Tate Modern Tanks and Switch Room - and a wonderful audio installation

Tate Modern Tanks and Switch Room - and a wonderful audio installation, London

It’s been a while since I’d been along to the Tate Modern, and a lot has changed since my last visit, with the new Switch House extension being built and the conversion of three circular underground tanks into new galleries.

Built above the oil tanks is the new Switch House extension, a ten-storey, 65-metre high tower, which opened to the public on 17 June 2016.

The extension offers 22,492 square metres of additional gross internal area for display and exhibition spaces, performance spaces, education facilities, offices, catering and retail facilities as well as a car parking and a new external public space.

The Turbine Hall resonated to Bruce Nauman’s ‘Raw Materials’ audio installation.

The three large, circular, underground oil tanks originally used by the power station have been converted into accessible display spaces and facilities areas.
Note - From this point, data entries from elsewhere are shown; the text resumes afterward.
// SPDX-License-Identifier: PolyForm-Noncommercial-1.0.0
// Copyright (c) 2025 Sylvex. All rights reserved.

//! # Store Integration Tests
//!
//! Loading documents and the save/reload consistency protocol.
//!
//! ## Test Categories
//!
//! - `test_load_*`: load rules and warnings
//! - `test_sync_*`: the save/reload protocol
//! - `test_roundtrip_*`: save then reload

use std::thread;
use std::time::Duration;

use ward_core::{now_millis, GlobalGroups, GroupRef, PermissionEntry, ScopeData, TableKind};
use ward_store::{LoadWarning, StoreError, SyncOutcome};

use ward_tests::common::fixtures::{
    GlobalFixtures, GroupFixtures, UserFixtures, EXPIRED_AT, FAR_FUTURE,
};
use ward_tests::common::harness::TestHarness;

fn loaded_scope(harness: &TestHarness, scope: &str) -> (ScopeData, GlobalGroups) {
    let source = harness.source();
    let global = GlobalGroups::new();
    source.init_global().unwrap();
    source.reload_global(&global).unwrap();
    source.init_scope(scope, false, false).unwrap();
    let data = ScopeData::new(scope);
    source.reload_groups(&data, &global).unwrap();
    source.reload_users(&data, &global).unwrap();
    (data, global)
}

// =============================================================================
// Load rules
// =============================================================================

#[test]
fn test_load_zero_defaults_is_fatal() {
    let harness = TestHarness::new();
    harness.write_groups("world", GroupFixtures::NO_DEFAULT);

    let err = harness
        .source()
        .load_groups_table("world", &GlobalGroups::new())
        .unwrap_err();
    assert!(matches!(err, StoreError::MissingRequiredSection { .. }));
}

#[test]
fn test_load_missing_groups_section_is_fatal() {
    let harness = TestHarness::new();
    harness.write_groups("world", "something_else: {}\n");

    let err = harness
        .source()
        .load_groups_table("world", &GlobalGroups::new())
        .unwrap_err();
    assert!(matches!(err, StoreError::MissingRequiredSection { .. }));
}

#[test]
fn test_load_two_defaults_warns_and_keeps_first() {
    let harness = TestHarness::new();
    harness.write_groups("world", GroupFixtures::TWO_DEFAULTS);

    let (table, report) = harness
        .source()
        .load_groups_table("world", &GlobalGroups::new())
        .unwrap();
    assert_eq!(table.default_group_name(), Some("First"));
    assert!(report.warnings().contains(&LoadWarning::DuplicateDefault {
        kept: "First".to_string(),
        ignored: "Second".to_string(),
    }));
}

#[test]
fn test_load_dangling_inheritance_is_dropped() {
    let harness = TestHarness::new();
    harness.write_groups("world", GroupFixtures::DANGLING);

    let (table, report) = harness
        .source()
        .load_groups_table("world", &GlobalGroups::new())
        .unwrap();
    assert!(table.get("Default").unwrap().inherits().is_empty());
    assert!(report.warnings().contains(&LoadWarning::DanglingReference {
        referrer: "Default".to_string(),
        reference: GroupRef::local("Ghost"),
    }));
}

#[test]
fn test_load_malformed_document() {
    let harness = TestHarness::new();
    harness.write_groups("world", "groups: [not, a, map]\n");

    let err = harness
        .source()
        .load_groups_table("world", &GlobalGroups::new())
        .unwrap_err();
    assert!(matches!(err, StoreError::MalformedDocument { .. }));
}

#[test]
fn test_load_global_references() {
    let harness = TestHarness::new();
    harness.write_global(GlobalFixtures::STAFF);
    harness.write_groups("world", GroupFixtures::PROMOTION_TREE);
    harness.write_users("world", UserFixtures::PROMOTION_TREE);

    let (data, global) = loaded_scope(&harness, "world");
    assert!(global.contains("staff"));
    let admin = data.get_group("admin").unwrap();
    assert!(admin.inherits().contains(&GroupRef::global("staff")));
}

#[test]
fn test_load_keeps_expired_entries_until_purge() {
    let harness = TestHarness::new();
    harness.write_groups("world", GroupFixtures::TIMED);

    let (data, _global) = loaded_scope(&harness, "world");
    let group = data.get_group("Default").unwrap();
    assert_eq!(group.permissions.len(), 3);
    assert!(group.permissions.contains("fly"));

    let outcome = data.purge_expired_permissions(now_millis());
    assert!(outcome.changed());
    assert!(outcome.groups);

    let group = data.get_group("Default").unwrap();
    assert!(!group.permissions.contains("fly"));
    assert!(group.permissions.contains("walk"));
    assert!(group.permissions.contains("swim"));

    assert!(!data.purge_expired_permissions(now_millis()).changed());
}

// =============================================================================
// Sync protocol
// =============================================================================

#[test]
fn test_sync_unchanged_table_with_newer_file_reloads() {
    let harness = TestHarness::new();
    harness.write_groups("world", &GroupFixtures::single("Default", "walk"));
    let (data, global) = loaded_scope(&harness, "world");
    assert!(data.get_user("steve").is_none());

    harness.edit_externally(
        &harness.users_path("world"),
        "users:\n  steve:\n    group: Default\n    permissions: [fly]\n",
    );

    let outcome = harness.source().sync_users(&data, &global, false).unwrap();
    assert!(matches!(outcome, SyncOutcome::Reloaded(_)));
    assert!(data.get_user("steve").unwrap().permissions.contains("fly"));
}

#[test]
fn test_sync_changed_table_with_newer_file_conflicts() {
    let harness = TestHarness::new();
    harness.write_groups("world", &GroupFixtures::single("Default", "walk"));
    let (data, global) = loaded_scope(&harness, "world");

    data.create_user("alex").unwrap();
    data.update_user("alex", |u| u.add_permission(PermissionEntry::parse("mine")))
        .unwrap();

    let external = "users:\n  steve:\n    group: Default\n    permissions: [theirs]\n";
    harness.edit_externally(&harness.users_path("world"), external);

    let err = harness
        .source()
        .sync_users(&data, &global, false)
        .unwrap_err();
    assert!(err.is_conflict());
    assert!(matches!(
        err,
        StoreError::ConcurrentModificationConflict {
            table: TableKind::Users,
            ..
        }
    ));
    assert_eq!(harness.read(&harness.users_path("world")), external);
    assert!(harness.backups().is_empty());

    // the in-memory change is kept for a later forced save
    assert!(data.get_user("alex").is_some());
    assert!(data.users().read().is_changed());
}

#[test]
fn test_sync_overwrite_saves_with_backup() {
    let harness = TestHarness::new();
    harness.write_groups("world", &GroupFixtures::single("Default", "walk"));
    let (data, global) = loaded_scope(&harness, "world");

    data.create_user("alex").unwrap();
    data.update_user("alex", |u| u.add_permission(PermissionEntry::parse("mine")))
        .unwrap();
    harness.edit_externally(&harness.users_path("world"), "users: {}\n");

    let outcome = harness.source().sync_users(&data, &global, true).unwrap();
    assert_eq!(outcome, SyncOutcome::Saved);
    assert!(harness.read(&harness.users_path("world")).contains("alex"));
    assert_eq!(harness.backups().len(), 1);
    assert!(!data.users().read().is_changed());

    // a second pass has nothing to do
    let outcome = harness.source().sync_users(&data, &global, false).unwrap();
    assert_eq!(outcome, SyncOutcome::Unchanged);
}

#[test]
fn test_sync_failed_reload_keeps_live_state() {
    let harness = TestHarness::new();
    harness.write_groups("world", &GroupFixtures::single("Default", "walk"));
    let (data, global) = loaded_scope(&harness, "world");

    harness.edit_externally(&harness.groups_path("world"), GroupFixtures::NO_DEFAULT);

    assert!(harness.source().sync_groups(&data, &global, false).is_err());
    assert!(data.get_group("Default").is_some());
    assert_eq!(data.default_group_name().unwrap(), "Default");
}

#[test]
fn test_sync_reload_keeps_edit_made_while_loading() {
    let harness = TestHarness::new();
    harness.write_groups("world", &GroupFixtures::single("Default", "walk"));
    let (data, global) = loaded_scope(&harness, "world");
    harness.edit_externally(&harness.users_path("world"), "users: {}\n");

    // the reload decides first, then waits on the group table while loading
    let groups = data.groups().write();
    let outcome = thread::scope(|s| {
        let sync = s.spawn(|| harness.source().sync_users(&data, &global, false));
        thread::sleep(Duration::from_millis(200));

        data.create_user("steve").unwrap();
        data.update_user("steve", |u| u.add_permission(PermissionEntry::parse("fly")))
            .unwrap();
        drop(groups);

        sync.join().expect("sync thread panicked")
    });

    match outcome {
        Ok(SyncOutcome::Unchanged) => {}
        Err(err) if err.is_conflict() => {}
        other => panic!("edit was replaced by the reload: {:?}", other),
    }
    assert!(data.get_user("steve").unwrap().permissions.contains("fly"));
    assert!(data.users().read().is_changed());

    // the next pass sees a changed table and a newer file
    let err = harness
        .source()
        .sync_users(&data, &global, false)
        .unwrap_err();
    assert!(err.is_conflict());
}

#[test]
fn test_sync_save_blocks_writers_until_written() {
    let harness = TestHarness::new();
    harness.write_groups("world", &GroupFixtures::single("Default", "walk"));
    let (data, global) = loaded_scope(&harness, "world");
    data.create_user("alex").unwrap();
    data.update_user("alex", |u| u.add_permission(PermissionEntry::parse("mine")))
        .unwrap();

    thread::scope(|s| {
        let sync = s.spawn(|| harness.source().sync_users(&data, &global, false));
        let edit = s.spawn(|| {
            data.create_user("steve").unwrap();
            data.update_user("steve", |u| u.add_permission(PermissionEntry::parse("fly")))
                .unwrap();
        });
        edit.join().expect("edit thread panicked");
        assert_eq!(sync.join().expect("sync thread panicked").unwrap(), SyncOutcome::Saved);
    });

    // whichever ran first, the edit is either on disk or still pending
    let on_disk = harness.read(&harness.users_path("world")).contains("steve");
    assert!(on_disk || data.users().read().is_changed());
    assert!(data.get_user("steve").is_some());
}

// =============================================================================
// Save then reload
// =============================================================================

#[test]
fn test_roundtrip_preserves_effective_permissions() {
    let harness = TestHarness::new();
    harness.write_global(GlobalFixtures::STAFF);
    harness.write_groups("world", GroupFixtures::PROMOTION_TREE);
    harness.write_users("world", UserFixtures::PROMOTION_TREE);

    let (data, global) = loaded_scope(&harness, "world");
    data.create_user("jeb").unwrap();
    data.update_user("jeb", |u| {
        u.set_primary_group(Some(GroupRef::local("Admin")));
        u.add_permission(PermissionEntry::with_expiry("event.join", Some(FAR_FUTURE)));
        u.add_permission(PermissionEntry::with_expiry("event.old", Some(EXPIRED_AT)));
    })
    .unwrap();
    data.update_group("Builder", |g| g.variables.set("prefix", "[Builder]"))
        .unwrap();

    let source = harness.source();
    assert_eq!(source.sync_groups(&data, &global, false).unwrap(), SyncOutcome::Saved);
    assert_eq!(source.sync_users(&data, &global, false).unwrap(), SyncOutcome::Saved);

    let (reloaded, reloaded_global) = loaded_scope(&harness, "world");
    let now = now_millis();
    for user in ["steve", "alex", "notch", "jeb", "stranger"] {
        let before = data.resolve_permissions(user, &global, now).unwrap();
        let after = reloaded
            .resolve_permissions(user, &reloaded_global, now)
            .unwrap();
        assert_eq!(before.texts(), after.texts(), "user {}", user);
        assert_eq!(before.groups(), after.groups(), "user {}", user);
    }
    assert_eq!(
        reloaded.get_group("Builder").unwrap().variables.get_text("prefix"),
        Some("[Builder]".to_string())
    );
}

#[test]
fn test_roundtrip_skips_sparse_users() {
    let harness = TestHarness::new();
    harness.write_groups("world", &GroupFixtures::single("Default", "walk"));
    let (data, global) = loaded_scope(&harness, "world");

    data.create_user("plain").unwrap();
    data.create_user("special").unwrap();
    data.update_user("special", |u| u.add_permission(PermissionEntry::parse("fly")))
        .unwrap();
    harness.source().sync_users(&data, &global, false).unwrap();

    let text = harness.read(&harness.users_path("world"));
    assert!(text.contains("special"));
    assert!(!text.contains("plain"));
}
Two of the Tanks are used to show live performance art and installations while the third provides utility space. Tate describes them as “the world’s first museum galleries permanently dedicated to live art.”

An austere sweeping concrete staircase complements the roughly finished tank walls.

This installation by Susan Hiller called ‘Monument‘ incorporates forty-one photographs of memorial plaques from Postman’s Park, near St Paul’s Cathedral, London,

Each plaque commemorates an ordinary man, woman or child who died while performing an act of heroism. One memorial reads, for example:

Elizabeth Boxall. Aged 17 of Bethnal Green. Who Died of Injuries Received In Trying to Save A Child/From a Runaway Horse, June 20 1888

Read more here.

Inside one of the tanks.

In Wetin You Go Do?‘ by Nigerian artist Otobong Nkanga integrates voice and sculpture to ‘reflect on contemporary anxieties.’

The installation consists of concrete spheres connected to each other with heavy ropes. Sound can be heard from three of the balls, carefully edited and layered, with each sphere representing a different imaginary character.

These soundtracks are part narrative and part song, and shift between stream of consciousness and profound statements in English, French and Nigerian Pidgin, an English-based Creole language widely spoken across Nigeria. In a dialogue improvised by the artist, the characters reflect on life’s difficulties, asking ‘Wetin you go do?’, a colloquial term in Nigerian Pidgin meaning ‘What are you going to do?’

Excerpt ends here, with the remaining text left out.